Soluzioni che non lo sono.
Al Nord le “false soluzioni”.
Questioni d’ambiente
Per far fronte agli evidenti eccessi dell’agricoltura industriale, è stato necessario
“innovare” nelle modalità di coltivazione. È così che, in Francia appare la nozione di
agricoltura ragionata, che altrove viene definita “agricoltura integrata”: si tratta di
produrre nello stesso modo, risparmiando, però, sui pesticidi e sui concimi chimici.
Alcune forme di agricoltura biologica vanno nella stessa direzione. Di fronte al nuovo
mercato che si apre, quello dei prodotti biologici. Alcune imprese di componenti chimiche
si lanciano sul mercato di quelle biologiche.

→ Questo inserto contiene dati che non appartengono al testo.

//! The stream type: an ordered list of operator stages.

use std::fmt;
use std::ops::ControlFlow;

use tessera_core::Document;
use tessera_expr::Environment;
use tracing::debug;

use crate::exec::run;
use crate::{Operator, StreamError, StreamResult};

/// An immutable chain of operator stages, built by appending.
#[derive(Debug, Clone, Default, PartialEq)]
pub struct Stream {
    ops: Vec<Operator>,
}

impl Stream {
    /// A stream starting with `op`.
    pub fn new(op: Operator) -> Self {
        Self { ops: vec![op] }
    }

    /// A stream with no stages. Running it yields the input environment
    /// once.
    pub fn empty() -> Self {
        Self::default()
    }

    /// Append a stage.
    pub fn pipe(mut self, op: Operator) -> Self {
        self.ops.push(op);
        self
    }

    pub fn operators(&self) -> &[Operator] {
        &self.ops
    }

    pub fn last(&self) -> Option<&Operator> {
        self.ops.last()
    }

    pub fn len(&self) -> usize {
        self.ops.len()
    }

    pub fn is_empty(&self) -> bool {
        self.ops.is_empty()
    }

    /// Run the stream, calling `f` with the environment of every output
    /// document. Returning `ControlFlow::Break` from `f` stops the run
    /// without error.
    pub fn iterate<F>(&self, env: &Environment<'_>, mut f: F) -> StreamResult<()>
    where
        F: FnMut(&Environment<'_>) -> StreamResult<ControlFlow<()>>,
    {
        debug!(stream = %self, "stream started");
        let mut emitted = 0usize;
        let result = run(&self.ops, env, &mut |out| {
            emitted += 1;
            f(out)
        });
        match &result {
            Ok(_) => debug!(emitted, "stream finished"),
            Err(StreamError::Cancelled) => debug!(emitted, "stream cancelled"),
            Err(e) => debug!(emitted, error = %e, "stream failed"),
        }
        result.map(|_| ())
    }

    /// Run the stream and collect every output document.
    pub fn collect(&self, env: &Environment<'_>) -> StreamResult<Vec<Document>> {
        let mut docs = Vec::new();
        self.iterate(env, |out| {
            if let Some(doc) = out.document() {
                docs.push(doc.clone());
            }
            Ok(ControlFlow::Continue(()))
        })?;
        Ok(docs)
    }
}

impl From<Operator> for Stream {
    fn from(op: Operator) -> Self {
        Stream::new(op)
    }
}

impl fmt::Display for Stream {
    fn fmt(&self, f: &mut fmt::Formatter<'_>) -> fmt::Result {
        for (i, op) in self.ops.iter().enumerate() {
            if i > 0 {
                write!(f, " | ")?;
            }
            write!(f, "{}", op)?;
        }
        Ok(())
    }
}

I danni ambientali sono meno gravi di quelli dell’agricoltura industriale, questo tipo di
coltivazione però rimane centrata sulla produttività, non porta alcun a autonomia al
contadino e ha come unico obiettivo la vendita a un “sovraprezzo” che non è sempre
giustificato.
La ricerca agronomica ha moltiplicato le sofisticazioni destinate a ridurre l’utilizzo di
qualche prodotto tossico, ma si tratta di una misura minima di fronte alla quantità di
pesticidi e altri veleni chimici riversati nei campi. Si è addirittura sentito affermare che gli
OGM sarebbero un modo di ridurre l’uso dei pesticidi, quando tutte le cifre dimostrano il
contrario.
Che cosa fare dei contadini?
Di fronte alla crisi del modello agricolo dominante e in particolare al calo drammatico dei
prezzi dei prodotti, alcuni esperti si sono, affrettati ad avanzare proposte. Non si mette in
discussione la produzione industriale intensiva, ritenuta capace di nutrire, a basso
costo,l’insieme della popolazione ma si sviluppano anche “prodotti a forte valore
aggiunto”. La gamma è ampia:marchio di qualità, denominazione d’origine controllata,
prodotti locali e biologici. Tutti questi termini affibbiati a un prodotto agricolo permettono
di aumentare il prezzo e quindi il valore aggiunto. Anche in questo settore si sviluppano
principi di concorrenza esasperati in cui coesistono accanto a prodotti autentici, falsi di
ogni genere. Inoltre i “marchi”possono essere bersaglio delle sanzioni. Nonostante il
riavvicinamento necessario tra consumatori e produttori, la frattura rimane rilevante. I
compratori vogliono “buoni prodotti”, raramente sono disposti a pagare il lavoro del
contadino per il suo giusto valore.
Slow food nato in Italia intende opporsi al fast food del mondo industrializzato.
Quest’associazione vanta un edonismo alimentare fondato sui prodotti locali; contribuisce
a preservare la varietà della zona. Ma i valori che propugna sono quelli del lusso, quelli
che vengono chiamati “prodotti locali” o “agricoltura biologica” costituivano poco più di
un secolo fa, l’alimentazione quotidiana delle popolazioni.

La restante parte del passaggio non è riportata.